*** Opening of DATA RECORDS ***

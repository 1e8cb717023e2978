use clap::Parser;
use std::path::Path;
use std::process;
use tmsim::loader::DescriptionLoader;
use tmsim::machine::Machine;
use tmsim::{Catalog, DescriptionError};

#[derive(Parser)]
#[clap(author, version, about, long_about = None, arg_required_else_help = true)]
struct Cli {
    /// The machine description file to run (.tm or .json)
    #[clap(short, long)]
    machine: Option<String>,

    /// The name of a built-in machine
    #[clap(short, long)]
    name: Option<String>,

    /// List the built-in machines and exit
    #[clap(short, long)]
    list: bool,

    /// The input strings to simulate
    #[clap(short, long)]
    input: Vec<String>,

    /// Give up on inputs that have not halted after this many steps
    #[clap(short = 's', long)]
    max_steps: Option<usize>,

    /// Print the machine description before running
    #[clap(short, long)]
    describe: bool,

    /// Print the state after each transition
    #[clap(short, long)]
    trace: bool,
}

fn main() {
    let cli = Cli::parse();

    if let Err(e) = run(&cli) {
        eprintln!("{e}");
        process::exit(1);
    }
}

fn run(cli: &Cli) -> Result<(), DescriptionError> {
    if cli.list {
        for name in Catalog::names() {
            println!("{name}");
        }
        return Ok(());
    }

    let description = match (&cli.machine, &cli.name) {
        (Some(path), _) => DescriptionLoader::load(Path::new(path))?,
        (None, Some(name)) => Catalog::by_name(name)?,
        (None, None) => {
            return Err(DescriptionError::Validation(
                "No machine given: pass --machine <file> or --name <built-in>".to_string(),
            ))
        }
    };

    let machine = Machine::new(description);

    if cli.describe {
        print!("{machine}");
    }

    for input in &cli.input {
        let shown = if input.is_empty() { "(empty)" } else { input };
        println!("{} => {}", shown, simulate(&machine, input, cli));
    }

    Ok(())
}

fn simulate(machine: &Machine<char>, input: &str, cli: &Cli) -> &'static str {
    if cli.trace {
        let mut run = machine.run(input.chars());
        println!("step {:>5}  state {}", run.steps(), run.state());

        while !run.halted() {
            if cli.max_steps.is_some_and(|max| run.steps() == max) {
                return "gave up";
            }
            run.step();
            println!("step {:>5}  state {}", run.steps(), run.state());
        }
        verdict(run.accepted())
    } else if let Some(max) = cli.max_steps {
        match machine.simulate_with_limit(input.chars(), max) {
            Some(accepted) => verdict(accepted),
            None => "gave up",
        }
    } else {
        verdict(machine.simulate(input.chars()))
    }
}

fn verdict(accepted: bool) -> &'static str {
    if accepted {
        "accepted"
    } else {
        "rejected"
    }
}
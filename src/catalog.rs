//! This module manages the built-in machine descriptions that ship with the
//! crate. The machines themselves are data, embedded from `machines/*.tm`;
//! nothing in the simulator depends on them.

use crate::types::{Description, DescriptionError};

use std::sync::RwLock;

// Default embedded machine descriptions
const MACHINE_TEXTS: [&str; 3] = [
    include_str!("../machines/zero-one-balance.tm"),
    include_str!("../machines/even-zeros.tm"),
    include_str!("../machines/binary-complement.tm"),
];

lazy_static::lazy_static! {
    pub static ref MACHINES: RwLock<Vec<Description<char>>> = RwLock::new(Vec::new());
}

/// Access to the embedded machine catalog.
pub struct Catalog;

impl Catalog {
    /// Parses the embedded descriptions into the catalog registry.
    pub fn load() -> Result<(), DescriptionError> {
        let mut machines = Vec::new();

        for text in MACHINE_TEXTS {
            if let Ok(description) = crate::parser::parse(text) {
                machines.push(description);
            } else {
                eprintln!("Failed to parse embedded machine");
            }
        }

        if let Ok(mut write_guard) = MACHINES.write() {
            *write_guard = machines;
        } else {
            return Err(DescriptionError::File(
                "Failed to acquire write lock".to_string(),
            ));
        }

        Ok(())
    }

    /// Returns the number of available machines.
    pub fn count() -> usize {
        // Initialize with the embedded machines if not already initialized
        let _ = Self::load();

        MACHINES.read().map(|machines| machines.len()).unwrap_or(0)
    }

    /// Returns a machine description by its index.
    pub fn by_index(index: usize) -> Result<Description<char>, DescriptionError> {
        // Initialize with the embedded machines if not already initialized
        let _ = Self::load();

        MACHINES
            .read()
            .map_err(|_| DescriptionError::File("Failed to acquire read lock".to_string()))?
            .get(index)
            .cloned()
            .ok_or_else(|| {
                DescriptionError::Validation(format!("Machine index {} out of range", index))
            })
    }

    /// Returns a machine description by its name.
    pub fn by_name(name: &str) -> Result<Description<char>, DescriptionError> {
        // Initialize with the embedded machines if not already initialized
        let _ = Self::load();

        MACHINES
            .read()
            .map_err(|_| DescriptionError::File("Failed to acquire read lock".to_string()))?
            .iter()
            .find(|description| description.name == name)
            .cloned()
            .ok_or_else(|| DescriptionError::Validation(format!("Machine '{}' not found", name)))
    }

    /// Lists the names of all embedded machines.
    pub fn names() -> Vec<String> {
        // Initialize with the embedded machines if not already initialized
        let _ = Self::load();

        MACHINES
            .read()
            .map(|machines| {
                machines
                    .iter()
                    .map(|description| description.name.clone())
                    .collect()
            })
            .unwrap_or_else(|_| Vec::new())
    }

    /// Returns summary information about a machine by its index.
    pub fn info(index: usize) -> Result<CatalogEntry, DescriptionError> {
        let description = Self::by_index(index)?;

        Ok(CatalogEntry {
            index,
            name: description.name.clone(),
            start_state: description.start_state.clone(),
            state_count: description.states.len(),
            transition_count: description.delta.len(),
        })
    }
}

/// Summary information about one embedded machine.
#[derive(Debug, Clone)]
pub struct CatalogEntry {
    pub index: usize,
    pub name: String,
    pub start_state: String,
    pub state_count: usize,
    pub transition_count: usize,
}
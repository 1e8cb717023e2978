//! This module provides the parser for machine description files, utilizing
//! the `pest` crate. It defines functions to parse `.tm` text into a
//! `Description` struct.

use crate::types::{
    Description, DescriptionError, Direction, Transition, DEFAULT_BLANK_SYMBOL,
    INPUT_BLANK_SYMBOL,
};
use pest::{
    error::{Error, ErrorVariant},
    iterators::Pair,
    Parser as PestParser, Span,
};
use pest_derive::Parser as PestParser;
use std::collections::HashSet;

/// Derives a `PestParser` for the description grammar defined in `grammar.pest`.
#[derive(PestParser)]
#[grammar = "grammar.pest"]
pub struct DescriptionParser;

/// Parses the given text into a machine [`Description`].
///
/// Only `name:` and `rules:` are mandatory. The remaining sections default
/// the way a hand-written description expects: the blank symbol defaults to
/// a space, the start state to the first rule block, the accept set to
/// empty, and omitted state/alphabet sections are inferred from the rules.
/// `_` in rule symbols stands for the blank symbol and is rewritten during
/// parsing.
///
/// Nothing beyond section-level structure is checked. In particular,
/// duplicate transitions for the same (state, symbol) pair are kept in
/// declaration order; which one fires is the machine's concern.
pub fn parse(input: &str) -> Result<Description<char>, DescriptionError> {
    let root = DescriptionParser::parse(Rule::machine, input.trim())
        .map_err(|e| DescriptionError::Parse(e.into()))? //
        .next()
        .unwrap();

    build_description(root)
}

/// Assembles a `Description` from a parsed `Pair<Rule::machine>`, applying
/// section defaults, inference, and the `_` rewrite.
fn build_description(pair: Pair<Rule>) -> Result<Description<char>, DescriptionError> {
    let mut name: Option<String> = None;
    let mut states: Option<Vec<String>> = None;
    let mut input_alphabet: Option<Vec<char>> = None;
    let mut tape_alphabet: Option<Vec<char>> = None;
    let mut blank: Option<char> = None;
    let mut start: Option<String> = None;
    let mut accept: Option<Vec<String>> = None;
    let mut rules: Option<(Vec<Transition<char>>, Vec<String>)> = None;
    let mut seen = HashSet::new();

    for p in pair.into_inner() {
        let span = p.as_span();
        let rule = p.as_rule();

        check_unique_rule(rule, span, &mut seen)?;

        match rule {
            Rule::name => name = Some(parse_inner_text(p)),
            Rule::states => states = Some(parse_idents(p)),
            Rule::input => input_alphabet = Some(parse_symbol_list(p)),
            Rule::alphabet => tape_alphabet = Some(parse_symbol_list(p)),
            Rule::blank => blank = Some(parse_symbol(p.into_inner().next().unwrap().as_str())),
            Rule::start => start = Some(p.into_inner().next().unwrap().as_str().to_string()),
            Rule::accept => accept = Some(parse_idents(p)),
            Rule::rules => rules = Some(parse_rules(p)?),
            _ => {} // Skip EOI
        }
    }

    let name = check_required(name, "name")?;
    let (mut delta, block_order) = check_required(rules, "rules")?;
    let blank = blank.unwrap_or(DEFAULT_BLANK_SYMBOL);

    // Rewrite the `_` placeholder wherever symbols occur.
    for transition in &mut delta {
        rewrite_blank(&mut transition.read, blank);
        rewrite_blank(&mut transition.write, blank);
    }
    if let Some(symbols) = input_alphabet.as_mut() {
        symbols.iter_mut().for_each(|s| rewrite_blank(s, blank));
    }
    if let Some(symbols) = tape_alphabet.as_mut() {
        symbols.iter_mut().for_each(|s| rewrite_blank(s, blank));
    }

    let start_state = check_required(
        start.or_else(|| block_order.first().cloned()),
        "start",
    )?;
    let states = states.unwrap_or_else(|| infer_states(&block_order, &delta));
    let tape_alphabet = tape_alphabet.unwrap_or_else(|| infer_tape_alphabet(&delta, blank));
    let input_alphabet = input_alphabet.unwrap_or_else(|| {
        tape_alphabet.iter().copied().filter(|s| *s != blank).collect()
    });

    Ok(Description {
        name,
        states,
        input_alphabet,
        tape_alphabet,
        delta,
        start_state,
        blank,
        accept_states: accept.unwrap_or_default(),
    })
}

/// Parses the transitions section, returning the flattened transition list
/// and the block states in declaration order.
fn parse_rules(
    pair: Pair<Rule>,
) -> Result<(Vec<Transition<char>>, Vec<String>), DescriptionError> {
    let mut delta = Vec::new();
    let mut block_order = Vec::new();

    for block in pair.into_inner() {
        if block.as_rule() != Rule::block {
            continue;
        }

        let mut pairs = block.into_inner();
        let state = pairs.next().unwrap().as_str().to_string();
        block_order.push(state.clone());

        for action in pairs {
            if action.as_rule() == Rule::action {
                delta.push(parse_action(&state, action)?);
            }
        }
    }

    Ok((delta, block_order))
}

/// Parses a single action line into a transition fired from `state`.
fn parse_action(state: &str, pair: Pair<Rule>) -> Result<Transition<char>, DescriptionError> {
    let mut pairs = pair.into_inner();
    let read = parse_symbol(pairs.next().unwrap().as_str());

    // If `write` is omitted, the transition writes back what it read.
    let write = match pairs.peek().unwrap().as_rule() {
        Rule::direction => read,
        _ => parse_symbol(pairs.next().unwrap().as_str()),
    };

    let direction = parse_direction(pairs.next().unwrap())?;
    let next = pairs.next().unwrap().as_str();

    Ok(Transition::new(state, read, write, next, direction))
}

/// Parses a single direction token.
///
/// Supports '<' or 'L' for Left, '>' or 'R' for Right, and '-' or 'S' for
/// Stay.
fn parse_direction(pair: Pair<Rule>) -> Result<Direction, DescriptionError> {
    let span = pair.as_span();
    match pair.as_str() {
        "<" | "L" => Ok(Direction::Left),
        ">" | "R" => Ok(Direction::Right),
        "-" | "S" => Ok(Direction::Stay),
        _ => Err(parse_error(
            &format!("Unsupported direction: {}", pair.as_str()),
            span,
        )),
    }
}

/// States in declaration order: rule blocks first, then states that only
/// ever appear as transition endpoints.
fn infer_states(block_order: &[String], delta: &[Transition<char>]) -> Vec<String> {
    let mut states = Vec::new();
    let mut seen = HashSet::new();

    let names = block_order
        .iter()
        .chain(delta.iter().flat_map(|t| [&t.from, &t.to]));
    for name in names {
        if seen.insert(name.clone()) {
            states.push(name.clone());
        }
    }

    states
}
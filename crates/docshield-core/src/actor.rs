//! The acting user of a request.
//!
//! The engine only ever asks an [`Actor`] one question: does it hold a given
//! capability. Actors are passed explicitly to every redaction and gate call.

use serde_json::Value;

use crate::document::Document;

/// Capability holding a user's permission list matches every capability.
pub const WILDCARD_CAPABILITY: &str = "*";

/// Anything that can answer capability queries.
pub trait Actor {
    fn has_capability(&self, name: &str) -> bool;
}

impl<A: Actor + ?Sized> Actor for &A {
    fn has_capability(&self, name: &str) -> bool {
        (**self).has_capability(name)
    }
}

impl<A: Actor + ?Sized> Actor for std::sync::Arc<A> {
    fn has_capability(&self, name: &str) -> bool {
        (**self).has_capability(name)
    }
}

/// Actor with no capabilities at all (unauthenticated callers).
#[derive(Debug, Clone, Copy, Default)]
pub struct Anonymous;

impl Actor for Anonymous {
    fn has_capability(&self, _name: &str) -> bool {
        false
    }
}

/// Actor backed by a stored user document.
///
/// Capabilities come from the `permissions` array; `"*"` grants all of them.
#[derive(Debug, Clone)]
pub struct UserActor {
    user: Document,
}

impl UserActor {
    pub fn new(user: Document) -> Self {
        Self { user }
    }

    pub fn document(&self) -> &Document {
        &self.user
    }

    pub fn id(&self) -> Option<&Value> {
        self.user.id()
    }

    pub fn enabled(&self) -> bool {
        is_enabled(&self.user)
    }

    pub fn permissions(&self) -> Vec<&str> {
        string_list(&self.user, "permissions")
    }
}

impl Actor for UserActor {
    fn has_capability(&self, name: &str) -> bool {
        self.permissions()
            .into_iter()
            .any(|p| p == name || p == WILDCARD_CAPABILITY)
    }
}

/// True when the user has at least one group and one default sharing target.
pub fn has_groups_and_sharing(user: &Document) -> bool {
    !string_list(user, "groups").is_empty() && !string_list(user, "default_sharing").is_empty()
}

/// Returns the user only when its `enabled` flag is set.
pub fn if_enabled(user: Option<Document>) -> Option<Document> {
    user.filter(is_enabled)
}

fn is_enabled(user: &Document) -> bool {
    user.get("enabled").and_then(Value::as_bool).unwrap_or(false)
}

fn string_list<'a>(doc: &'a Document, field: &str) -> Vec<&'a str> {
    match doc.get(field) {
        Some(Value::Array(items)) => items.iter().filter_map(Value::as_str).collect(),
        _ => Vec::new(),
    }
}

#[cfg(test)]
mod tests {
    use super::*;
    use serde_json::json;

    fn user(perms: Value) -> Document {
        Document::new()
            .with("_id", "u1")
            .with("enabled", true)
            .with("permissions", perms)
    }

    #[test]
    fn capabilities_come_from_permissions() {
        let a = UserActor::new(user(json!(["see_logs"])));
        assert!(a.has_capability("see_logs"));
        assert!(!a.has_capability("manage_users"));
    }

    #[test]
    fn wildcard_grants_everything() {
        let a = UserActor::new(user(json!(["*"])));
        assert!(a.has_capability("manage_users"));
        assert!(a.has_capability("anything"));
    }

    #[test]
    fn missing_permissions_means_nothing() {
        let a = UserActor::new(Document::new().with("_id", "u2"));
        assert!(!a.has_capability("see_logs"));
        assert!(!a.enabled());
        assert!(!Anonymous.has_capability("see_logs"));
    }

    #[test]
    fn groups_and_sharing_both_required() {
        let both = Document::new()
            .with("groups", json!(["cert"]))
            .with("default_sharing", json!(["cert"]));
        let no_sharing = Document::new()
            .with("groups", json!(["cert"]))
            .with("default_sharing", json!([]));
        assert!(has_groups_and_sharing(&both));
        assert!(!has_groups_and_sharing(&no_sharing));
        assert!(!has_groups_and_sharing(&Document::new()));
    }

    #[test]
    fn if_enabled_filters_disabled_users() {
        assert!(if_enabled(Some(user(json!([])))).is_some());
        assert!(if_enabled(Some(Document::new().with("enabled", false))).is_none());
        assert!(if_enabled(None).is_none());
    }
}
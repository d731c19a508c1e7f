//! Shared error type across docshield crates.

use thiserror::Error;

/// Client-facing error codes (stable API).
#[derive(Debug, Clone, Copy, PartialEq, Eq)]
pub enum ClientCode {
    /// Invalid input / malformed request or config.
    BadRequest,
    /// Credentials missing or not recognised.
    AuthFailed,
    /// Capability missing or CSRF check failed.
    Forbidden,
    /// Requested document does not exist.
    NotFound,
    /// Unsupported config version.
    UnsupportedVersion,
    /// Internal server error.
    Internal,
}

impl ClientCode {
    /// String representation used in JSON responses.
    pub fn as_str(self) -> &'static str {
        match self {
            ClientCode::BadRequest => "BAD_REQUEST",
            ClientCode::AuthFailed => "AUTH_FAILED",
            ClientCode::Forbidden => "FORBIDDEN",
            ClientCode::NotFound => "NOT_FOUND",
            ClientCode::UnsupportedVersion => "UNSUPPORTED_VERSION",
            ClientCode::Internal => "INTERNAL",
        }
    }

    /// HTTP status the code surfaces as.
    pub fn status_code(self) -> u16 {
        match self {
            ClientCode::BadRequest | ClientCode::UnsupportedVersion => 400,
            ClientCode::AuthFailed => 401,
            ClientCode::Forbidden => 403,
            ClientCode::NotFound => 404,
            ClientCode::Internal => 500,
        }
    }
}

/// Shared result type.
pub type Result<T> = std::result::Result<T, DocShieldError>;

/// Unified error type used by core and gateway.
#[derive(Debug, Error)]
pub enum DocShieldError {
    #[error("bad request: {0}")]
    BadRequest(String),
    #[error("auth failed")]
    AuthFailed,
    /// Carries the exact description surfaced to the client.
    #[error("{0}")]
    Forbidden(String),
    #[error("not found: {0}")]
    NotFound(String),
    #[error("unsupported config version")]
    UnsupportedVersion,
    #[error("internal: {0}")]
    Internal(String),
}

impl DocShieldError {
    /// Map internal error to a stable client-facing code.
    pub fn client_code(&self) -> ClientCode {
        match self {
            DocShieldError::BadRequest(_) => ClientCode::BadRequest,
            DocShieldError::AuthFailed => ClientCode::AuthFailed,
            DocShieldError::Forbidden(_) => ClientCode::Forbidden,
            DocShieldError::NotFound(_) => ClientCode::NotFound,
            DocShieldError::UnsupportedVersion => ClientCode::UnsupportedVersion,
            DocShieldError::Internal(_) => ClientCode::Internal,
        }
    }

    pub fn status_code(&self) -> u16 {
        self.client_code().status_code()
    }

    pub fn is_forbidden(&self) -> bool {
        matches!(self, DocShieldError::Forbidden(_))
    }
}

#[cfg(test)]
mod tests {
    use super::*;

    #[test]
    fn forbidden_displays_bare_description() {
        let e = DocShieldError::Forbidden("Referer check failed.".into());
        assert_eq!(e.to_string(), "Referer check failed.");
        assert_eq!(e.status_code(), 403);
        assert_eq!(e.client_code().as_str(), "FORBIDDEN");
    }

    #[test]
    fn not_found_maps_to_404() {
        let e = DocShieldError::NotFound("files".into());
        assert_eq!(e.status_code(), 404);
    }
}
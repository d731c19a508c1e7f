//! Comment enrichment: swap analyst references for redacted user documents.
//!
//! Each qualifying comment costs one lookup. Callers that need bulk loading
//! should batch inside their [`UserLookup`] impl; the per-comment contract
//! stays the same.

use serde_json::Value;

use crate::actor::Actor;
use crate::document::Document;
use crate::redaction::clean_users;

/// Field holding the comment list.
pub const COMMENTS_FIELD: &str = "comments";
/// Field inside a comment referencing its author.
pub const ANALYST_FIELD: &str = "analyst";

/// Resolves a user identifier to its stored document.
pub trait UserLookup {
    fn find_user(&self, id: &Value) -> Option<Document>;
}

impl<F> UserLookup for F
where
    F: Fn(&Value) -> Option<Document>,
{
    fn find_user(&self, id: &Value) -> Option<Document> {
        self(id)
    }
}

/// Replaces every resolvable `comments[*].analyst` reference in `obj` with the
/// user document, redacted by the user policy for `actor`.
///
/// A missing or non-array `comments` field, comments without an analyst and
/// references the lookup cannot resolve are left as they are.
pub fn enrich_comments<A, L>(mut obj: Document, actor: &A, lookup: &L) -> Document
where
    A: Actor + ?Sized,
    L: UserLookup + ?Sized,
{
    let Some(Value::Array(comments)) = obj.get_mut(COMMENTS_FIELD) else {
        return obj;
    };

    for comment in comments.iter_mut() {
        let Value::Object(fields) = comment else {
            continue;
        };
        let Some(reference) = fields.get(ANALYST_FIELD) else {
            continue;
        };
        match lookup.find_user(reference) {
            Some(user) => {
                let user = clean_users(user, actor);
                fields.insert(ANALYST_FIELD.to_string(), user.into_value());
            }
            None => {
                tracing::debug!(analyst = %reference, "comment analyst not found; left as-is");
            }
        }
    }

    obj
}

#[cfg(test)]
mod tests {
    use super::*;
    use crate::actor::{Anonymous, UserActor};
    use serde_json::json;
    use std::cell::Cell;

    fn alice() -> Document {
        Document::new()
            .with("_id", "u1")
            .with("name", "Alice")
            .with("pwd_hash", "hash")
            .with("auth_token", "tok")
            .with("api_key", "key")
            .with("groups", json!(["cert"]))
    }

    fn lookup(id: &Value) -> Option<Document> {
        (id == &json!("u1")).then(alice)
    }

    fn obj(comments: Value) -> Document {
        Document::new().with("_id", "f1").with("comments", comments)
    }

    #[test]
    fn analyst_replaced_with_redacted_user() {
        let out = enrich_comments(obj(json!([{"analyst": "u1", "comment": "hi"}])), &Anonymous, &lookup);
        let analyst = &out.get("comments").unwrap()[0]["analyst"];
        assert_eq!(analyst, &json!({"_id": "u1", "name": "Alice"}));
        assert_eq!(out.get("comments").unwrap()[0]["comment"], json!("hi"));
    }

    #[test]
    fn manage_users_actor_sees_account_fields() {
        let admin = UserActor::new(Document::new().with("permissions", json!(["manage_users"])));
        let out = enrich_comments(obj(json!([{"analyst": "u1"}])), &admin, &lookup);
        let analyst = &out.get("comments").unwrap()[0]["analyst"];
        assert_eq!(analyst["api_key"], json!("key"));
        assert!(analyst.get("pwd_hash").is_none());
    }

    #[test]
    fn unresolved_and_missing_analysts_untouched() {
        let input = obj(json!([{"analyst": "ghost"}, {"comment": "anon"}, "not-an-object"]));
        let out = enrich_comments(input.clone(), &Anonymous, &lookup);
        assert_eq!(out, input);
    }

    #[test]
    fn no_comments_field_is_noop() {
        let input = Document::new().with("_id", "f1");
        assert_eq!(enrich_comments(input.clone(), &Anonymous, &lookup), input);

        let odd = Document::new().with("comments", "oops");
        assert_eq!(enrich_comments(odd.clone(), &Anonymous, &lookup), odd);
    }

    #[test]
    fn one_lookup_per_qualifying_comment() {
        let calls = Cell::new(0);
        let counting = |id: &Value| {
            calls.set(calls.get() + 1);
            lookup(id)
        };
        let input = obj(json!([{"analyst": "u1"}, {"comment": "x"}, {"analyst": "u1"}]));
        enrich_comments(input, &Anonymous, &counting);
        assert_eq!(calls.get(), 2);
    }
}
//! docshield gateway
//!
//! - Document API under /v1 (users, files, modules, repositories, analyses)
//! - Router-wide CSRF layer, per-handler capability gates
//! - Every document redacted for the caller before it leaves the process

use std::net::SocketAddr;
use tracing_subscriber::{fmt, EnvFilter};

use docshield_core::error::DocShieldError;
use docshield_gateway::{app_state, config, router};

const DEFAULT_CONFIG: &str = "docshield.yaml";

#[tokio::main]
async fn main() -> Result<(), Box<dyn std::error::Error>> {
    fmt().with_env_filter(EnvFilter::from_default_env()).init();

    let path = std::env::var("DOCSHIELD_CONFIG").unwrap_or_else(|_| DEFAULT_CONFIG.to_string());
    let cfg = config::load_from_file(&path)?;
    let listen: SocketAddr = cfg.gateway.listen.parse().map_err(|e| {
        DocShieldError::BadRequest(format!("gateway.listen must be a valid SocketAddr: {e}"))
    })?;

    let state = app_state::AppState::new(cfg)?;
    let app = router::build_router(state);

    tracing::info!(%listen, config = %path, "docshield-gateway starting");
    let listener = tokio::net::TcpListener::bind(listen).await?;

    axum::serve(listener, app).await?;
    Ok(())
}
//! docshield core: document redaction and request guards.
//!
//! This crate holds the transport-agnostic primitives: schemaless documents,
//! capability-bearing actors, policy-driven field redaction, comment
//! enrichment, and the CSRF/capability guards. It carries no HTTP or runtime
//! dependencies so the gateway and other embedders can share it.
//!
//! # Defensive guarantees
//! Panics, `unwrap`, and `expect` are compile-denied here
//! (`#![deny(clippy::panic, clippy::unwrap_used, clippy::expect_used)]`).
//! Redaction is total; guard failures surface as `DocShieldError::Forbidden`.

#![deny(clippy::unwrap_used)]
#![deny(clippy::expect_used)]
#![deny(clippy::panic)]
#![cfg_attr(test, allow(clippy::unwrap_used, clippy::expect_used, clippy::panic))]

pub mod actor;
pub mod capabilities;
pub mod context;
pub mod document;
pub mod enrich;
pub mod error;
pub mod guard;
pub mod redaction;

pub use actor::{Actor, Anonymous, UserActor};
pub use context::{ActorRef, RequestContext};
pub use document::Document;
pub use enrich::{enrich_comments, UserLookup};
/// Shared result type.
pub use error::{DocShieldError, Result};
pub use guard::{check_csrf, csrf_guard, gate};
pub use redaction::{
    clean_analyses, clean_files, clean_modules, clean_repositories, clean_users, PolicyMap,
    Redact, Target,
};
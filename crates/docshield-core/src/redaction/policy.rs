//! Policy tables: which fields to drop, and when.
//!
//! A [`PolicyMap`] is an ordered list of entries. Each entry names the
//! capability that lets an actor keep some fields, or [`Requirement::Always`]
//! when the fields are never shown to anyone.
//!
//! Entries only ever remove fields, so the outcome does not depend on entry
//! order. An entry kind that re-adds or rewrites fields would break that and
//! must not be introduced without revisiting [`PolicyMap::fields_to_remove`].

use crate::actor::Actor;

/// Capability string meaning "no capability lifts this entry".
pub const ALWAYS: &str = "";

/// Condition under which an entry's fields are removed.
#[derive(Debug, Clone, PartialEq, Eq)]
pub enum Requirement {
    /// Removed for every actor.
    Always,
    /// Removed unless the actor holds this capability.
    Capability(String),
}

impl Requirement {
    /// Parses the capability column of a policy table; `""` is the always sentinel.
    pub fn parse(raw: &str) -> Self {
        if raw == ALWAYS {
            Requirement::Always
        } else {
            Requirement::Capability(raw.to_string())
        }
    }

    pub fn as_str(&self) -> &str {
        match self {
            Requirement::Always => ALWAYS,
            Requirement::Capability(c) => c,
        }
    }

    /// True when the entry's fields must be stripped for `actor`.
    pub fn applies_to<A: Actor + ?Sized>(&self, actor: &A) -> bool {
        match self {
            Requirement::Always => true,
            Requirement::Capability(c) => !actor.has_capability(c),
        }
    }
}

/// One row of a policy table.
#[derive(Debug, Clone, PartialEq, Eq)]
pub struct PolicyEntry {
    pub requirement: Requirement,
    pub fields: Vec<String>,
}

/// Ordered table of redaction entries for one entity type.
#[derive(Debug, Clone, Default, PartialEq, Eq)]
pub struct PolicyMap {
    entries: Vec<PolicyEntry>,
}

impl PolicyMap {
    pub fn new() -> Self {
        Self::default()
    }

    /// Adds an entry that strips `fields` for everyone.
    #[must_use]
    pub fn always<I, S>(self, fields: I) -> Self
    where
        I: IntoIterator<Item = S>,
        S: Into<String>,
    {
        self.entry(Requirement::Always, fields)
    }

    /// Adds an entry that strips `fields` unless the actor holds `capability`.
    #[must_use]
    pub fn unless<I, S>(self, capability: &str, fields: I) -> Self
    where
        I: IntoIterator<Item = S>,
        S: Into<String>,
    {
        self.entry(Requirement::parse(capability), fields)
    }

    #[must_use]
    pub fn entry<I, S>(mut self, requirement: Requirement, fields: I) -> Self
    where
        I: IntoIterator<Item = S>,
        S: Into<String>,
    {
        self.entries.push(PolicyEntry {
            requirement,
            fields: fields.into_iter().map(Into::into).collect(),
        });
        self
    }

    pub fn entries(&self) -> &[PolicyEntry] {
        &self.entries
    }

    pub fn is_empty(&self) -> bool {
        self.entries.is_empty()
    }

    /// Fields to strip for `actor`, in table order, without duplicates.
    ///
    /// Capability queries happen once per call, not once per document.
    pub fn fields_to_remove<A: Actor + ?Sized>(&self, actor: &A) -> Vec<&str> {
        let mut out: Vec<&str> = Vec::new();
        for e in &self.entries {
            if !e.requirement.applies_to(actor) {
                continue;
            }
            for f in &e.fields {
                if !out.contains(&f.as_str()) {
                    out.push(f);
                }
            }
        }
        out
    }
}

*** Close of DATA RECORDS ***

◆ WORK REQUEST
Tell how many lines in the data hold the string "defaults", giving the number by itself.

◆ REPLY TO THE TASK
2